As described above, according to the present invention, ATM cells are formed in units of a line group between exchanges, and the ATM relay network is transmitted, so that the ATM relay network is maintained while maintaining the communication quality of N-ISDN. Can be used. Therefore, it is possible to quickly realize the ATM of the relay system including the broadband communication network.

[Brief description of drawings]

FIG. 1 is a diagram showing the configuration of a first embodiment of the present invention.

FIG. 2 is a time chart explaining the operation of the first embodiment.

FIG. 3 is a diagram showing a configuration example of an STM-ATM conversion device.

FIG. 4 is a diagram showing the configuration of a second embodiment of the present invention.

FIG. 5 is a time chart explaining the operation of the third embodiment of the present invention.

FIG. 6 is a diagram illustrating a configuration of conventional octet multiplexing.
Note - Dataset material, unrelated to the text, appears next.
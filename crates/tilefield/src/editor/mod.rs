//! Editing tools that run while an area is loaded.

mod permissions;

pub use permissions::{EditorError, EditorState, OVERLAY_TAG, PermissionsEditor, PermissionsOverlay};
FIG. 7 is a time chart explaining conventional octet multiplexing.

FIG. 8 is a diagram illustrating a configuration of conventional cell multiplexing.

FIG. 9 is a time chart explaining conventional cell multiplexing.

FIG. 10 is a diagram showing an arrangement example of a circuit for converting conventional audio information into cells. (A) is an example in which ATM conversion is performed for subscribers, and (b) is an example in which ATM conversion is performed for a call in progress.

[Explanation of symbols]

 1, 3 STM line 2, 4 ATM line 5 Control circuit 6-8, 16-18 FIFO memory 11, 25 Multiplexer 9, 19, 22 FIFO control holding memory 19 ATM header holding memory 20 Delay circuit 12, 21 FIFO memory Write control line 13, 23 FIFO memory read control line 14 Control line for outputting header 15, 24 Multiplexer control line 26, 27, 28, 29 Control line 101-109 Terminal 200 ATM multiplexing circuit 201 STM multiplexing circuit 301-303 N-ISDN STM switch 310 Subscriber line switch STM switch 401-403 B-ISDN ATM switch 410 Subscriber line switch ATM switch 411 Trunk switch ATM switch 500 ATM conversion circuit 501-504 Cell conversion circuit 601 6 03,901-903 ATM line 701-707 STM-ATM converter 801-803 STM line

Claims (2)

[Claims] 1. A communication system comprising a communication network in which a synchronous transfer mode switch having a cycle of time T and an asynchronous transfer mode switch having Q octet as one transfer unit are connected to each other. , For the n number of synchronous transfer mode lines set up with the other side synchronous transfer mode switch, P × T cycle, where P is provided with a converting means for converting into an integer cell of P ≦ Q / n. Characteristic communication method. 2. A means, provided between the synchronous transfer mode switch and the asynchronous transfer mode switch, for converting and outputting time division data input from the synchronous transfer mode line to a cell in the asynchronous transfer mode, and from the asynchronous transfer mode line. STM having means for converting input cells into time division data in synchronous transfer mode
In the ATM conversion device, for a line group set between the synchronous transfer mode switch and the other party's synchronous transfer mode switch, the line group is grouped into one cell with the number of octets or less that can be accommodated in one cell. An STM-ATM conversion device comprising: a means for generating and a means for separating time division data corresponding to the number of lines from one cell that has arrived.